[Start of Attachment]
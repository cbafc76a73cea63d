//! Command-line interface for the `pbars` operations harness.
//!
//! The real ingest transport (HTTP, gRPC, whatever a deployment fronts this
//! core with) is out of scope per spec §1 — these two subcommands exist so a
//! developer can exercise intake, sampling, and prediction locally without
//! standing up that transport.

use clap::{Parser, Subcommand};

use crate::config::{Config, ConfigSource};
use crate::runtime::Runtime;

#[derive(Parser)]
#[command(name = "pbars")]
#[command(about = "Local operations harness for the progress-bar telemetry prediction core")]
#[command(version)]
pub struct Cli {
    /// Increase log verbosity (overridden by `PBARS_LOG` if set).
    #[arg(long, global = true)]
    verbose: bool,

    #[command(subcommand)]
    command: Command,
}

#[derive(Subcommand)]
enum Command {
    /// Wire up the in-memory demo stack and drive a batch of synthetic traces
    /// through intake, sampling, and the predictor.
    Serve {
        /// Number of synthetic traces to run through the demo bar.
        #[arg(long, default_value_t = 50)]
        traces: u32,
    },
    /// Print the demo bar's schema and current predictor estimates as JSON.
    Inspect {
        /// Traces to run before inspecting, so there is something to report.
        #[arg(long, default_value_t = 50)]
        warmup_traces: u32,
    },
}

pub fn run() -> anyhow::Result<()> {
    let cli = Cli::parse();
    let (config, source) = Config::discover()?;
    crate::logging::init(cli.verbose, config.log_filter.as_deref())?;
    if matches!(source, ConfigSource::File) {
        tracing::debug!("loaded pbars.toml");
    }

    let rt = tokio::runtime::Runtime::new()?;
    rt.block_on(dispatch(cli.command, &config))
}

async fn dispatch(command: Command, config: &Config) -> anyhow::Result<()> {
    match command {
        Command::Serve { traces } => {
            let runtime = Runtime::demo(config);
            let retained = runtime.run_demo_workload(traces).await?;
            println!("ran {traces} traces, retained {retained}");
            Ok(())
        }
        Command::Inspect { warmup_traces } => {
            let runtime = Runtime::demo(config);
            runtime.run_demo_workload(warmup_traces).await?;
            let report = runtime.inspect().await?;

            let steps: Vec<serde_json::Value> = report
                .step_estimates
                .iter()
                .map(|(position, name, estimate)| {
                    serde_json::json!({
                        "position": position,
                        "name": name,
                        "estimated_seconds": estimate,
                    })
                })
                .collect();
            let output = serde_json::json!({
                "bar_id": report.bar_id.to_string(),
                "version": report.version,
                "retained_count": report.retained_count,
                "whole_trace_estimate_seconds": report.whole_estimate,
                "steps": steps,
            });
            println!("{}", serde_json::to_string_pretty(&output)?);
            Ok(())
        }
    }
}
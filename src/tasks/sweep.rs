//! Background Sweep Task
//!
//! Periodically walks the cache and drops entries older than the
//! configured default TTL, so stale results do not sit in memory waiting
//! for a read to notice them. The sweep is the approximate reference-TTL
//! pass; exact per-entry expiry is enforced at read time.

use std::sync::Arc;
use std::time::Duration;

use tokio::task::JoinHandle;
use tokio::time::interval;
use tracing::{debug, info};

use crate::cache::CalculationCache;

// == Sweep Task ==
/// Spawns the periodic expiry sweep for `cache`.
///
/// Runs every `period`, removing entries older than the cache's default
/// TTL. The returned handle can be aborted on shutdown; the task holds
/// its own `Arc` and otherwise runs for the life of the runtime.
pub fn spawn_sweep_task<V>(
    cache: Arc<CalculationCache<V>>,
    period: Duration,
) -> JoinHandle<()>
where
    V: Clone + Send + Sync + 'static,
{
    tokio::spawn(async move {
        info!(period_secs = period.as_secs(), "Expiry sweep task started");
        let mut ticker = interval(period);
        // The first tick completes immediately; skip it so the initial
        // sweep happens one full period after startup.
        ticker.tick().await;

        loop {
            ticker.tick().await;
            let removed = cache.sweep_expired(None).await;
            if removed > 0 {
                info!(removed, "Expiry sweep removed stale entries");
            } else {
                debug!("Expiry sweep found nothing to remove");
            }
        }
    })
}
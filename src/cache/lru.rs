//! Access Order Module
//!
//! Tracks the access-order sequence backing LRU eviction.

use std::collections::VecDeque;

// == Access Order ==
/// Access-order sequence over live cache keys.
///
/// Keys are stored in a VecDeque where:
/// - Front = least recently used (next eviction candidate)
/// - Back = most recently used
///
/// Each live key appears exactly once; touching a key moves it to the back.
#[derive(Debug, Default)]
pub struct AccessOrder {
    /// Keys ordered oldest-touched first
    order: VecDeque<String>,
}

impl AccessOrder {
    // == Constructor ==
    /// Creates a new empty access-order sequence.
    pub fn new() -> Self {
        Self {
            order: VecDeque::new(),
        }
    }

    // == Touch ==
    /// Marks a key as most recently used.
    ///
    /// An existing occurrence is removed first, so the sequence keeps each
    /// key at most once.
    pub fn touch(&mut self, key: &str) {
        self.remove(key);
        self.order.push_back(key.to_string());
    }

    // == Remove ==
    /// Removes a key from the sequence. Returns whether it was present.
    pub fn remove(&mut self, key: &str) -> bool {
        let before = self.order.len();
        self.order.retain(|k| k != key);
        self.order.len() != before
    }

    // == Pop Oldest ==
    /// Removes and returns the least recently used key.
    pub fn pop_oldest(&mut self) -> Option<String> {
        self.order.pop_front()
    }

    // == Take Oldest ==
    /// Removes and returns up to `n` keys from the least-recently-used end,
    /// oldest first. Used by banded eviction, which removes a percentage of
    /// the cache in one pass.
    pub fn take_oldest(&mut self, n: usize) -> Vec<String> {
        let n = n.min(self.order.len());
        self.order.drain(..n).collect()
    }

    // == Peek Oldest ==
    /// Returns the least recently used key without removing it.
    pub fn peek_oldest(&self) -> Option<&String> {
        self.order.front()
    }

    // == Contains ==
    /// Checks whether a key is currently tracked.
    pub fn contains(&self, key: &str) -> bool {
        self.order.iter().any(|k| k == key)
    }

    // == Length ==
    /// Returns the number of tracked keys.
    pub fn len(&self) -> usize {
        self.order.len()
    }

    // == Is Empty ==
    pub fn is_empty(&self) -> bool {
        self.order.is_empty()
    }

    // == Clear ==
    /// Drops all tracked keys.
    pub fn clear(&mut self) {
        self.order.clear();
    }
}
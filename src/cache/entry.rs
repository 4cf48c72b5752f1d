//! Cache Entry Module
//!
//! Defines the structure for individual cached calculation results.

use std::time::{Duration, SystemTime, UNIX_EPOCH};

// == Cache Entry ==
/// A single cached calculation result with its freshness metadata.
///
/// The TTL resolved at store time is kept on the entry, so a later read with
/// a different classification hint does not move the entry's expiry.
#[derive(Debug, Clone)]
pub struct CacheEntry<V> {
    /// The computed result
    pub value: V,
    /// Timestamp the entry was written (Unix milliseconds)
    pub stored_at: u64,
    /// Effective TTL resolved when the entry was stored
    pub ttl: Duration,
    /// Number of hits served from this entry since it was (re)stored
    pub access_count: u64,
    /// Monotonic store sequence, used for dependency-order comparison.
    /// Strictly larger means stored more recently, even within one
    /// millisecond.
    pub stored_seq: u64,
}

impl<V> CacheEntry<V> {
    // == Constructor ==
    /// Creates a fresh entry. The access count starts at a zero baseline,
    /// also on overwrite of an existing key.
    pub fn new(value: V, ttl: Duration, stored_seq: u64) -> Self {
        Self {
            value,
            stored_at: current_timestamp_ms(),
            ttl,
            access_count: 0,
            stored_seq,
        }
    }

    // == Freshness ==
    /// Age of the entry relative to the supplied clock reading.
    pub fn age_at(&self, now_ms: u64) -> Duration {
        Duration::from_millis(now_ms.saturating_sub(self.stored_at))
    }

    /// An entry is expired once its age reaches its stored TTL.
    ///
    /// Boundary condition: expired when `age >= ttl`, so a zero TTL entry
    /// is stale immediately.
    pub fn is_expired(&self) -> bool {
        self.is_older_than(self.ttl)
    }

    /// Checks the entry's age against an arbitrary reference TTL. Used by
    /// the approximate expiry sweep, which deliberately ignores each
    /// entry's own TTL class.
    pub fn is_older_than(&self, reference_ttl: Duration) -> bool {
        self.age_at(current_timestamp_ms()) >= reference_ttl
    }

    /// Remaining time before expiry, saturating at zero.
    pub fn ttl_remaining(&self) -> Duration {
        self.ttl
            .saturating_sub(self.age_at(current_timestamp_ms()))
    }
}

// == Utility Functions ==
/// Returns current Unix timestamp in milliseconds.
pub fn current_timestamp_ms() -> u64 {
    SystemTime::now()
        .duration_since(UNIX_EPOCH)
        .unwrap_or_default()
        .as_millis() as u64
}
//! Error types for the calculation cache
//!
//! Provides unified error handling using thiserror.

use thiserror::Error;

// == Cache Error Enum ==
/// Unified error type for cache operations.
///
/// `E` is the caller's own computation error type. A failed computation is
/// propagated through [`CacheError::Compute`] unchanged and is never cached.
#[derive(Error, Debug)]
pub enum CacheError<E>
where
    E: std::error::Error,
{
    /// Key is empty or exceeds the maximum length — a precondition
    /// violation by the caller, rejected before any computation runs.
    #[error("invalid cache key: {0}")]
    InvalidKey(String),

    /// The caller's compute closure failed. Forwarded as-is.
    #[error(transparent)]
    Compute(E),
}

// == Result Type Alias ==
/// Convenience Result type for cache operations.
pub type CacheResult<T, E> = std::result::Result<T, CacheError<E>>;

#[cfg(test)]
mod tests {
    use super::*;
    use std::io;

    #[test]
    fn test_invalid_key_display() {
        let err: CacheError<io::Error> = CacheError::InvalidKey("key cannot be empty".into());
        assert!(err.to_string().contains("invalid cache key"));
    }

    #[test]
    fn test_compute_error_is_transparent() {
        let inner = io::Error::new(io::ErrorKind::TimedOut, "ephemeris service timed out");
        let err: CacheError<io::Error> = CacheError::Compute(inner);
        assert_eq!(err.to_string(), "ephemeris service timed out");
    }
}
[End of Attachment]
[Start of Attachment]
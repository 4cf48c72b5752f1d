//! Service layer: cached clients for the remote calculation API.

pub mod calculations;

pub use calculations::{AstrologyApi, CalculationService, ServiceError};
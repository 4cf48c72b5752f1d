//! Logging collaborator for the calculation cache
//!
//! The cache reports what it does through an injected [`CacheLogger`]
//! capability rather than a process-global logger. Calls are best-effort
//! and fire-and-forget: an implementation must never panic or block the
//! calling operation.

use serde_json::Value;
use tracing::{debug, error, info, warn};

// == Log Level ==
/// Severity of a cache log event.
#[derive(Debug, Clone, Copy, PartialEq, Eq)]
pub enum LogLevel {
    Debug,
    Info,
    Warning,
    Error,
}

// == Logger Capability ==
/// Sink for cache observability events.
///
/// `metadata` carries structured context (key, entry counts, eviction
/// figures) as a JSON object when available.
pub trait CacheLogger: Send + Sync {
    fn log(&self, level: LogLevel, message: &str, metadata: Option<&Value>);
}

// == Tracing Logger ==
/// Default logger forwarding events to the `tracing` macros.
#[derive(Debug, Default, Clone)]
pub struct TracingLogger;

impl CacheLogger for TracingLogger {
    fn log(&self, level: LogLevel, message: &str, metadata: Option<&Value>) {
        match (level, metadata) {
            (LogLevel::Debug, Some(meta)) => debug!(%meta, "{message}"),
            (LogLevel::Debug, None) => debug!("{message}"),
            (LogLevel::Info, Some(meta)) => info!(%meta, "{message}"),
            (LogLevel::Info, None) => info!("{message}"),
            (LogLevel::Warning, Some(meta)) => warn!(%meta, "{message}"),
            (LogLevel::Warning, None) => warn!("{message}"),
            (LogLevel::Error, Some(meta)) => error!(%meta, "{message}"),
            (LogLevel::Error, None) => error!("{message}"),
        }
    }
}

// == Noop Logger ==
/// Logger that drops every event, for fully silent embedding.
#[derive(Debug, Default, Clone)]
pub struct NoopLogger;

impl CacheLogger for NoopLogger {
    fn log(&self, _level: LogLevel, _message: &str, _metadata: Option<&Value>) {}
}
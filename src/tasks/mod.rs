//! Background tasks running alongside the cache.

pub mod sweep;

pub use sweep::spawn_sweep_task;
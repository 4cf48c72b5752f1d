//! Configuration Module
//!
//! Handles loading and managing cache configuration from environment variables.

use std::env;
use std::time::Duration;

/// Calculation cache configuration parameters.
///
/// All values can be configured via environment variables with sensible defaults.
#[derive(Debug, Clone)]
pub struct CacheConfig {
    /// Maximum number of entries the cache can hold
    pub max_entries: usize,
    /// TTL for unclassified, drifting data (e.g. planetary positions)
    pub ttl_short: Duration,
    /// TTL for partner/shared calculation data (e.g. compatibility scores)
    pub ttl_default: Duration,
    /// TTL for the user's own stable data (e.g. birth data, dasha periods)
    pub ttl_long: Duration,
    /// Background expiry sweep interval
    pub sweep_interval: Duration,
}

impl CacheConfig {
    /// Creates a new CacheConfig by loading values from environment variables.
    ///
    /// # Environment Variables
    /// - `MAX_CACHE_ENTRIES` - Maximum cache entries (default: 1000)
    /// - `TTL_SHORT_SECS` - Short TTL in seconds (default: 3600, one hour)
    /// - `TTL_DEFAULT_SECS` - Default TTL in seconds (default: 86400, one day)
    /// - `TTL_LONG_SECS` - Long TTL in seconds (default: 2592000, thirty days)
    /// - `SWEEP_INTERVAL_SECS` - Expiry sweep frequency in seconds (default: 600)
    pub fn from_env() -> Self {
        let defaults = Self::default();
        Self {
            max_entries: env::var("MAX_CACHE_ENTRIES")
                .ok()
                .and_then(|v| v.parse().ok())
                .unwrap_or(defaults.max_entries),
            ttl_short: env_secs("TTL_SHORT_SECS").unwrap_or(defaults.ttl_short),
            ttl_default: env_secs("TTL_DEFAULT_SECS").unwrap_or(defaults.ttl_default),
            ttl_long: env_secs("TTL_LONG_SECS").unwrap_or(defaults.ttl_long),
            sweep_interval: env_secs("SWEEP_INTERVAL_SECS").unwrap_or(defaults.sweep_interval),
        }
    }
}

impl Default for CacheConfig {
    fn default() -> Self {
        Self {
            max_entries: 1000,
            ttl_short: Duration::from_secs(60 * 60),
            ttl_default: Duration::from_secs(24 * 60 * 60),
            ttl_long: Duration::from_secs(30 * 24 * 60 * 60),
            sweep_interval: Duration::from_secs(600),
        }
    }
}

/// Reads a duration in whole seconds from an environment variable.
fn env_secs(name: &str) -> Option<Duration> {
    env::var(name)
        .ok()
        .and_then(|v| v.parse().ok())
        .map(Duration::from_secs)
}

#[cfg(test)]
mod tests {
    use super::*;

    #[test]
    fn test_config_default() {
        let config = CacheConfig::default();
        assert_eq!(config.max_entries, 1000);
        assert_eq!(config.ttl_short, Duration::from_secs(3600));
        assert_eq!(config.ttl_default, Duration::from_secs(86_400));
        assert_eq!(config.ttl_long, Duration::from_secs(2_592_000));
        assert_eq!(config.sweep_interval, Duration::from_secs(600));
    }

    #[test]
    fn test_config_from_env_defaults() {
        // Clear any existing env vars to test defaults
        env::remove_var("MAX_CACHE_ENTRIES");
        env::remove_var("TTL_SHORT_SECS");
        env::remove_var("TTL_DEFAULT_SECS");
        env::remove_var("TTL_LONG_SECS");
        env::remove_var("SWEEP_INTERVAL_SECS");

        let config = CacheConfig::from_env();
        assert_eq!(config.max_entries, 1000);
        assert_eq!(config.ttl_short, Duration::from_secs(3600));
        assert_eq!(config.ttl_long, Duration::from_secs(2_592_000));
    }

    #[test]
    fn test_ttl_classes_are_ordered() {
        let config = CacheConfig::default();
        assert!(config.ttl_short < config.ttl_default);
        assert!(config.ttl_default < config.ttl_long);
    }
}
[End of Attachment]
▸ Problem details: Copy out the lines of the data where the string "CacheEntry" occurs.

▸ Written answer:
pub struct CacheEntry<V> {
impl<V> CacheEntry<V> {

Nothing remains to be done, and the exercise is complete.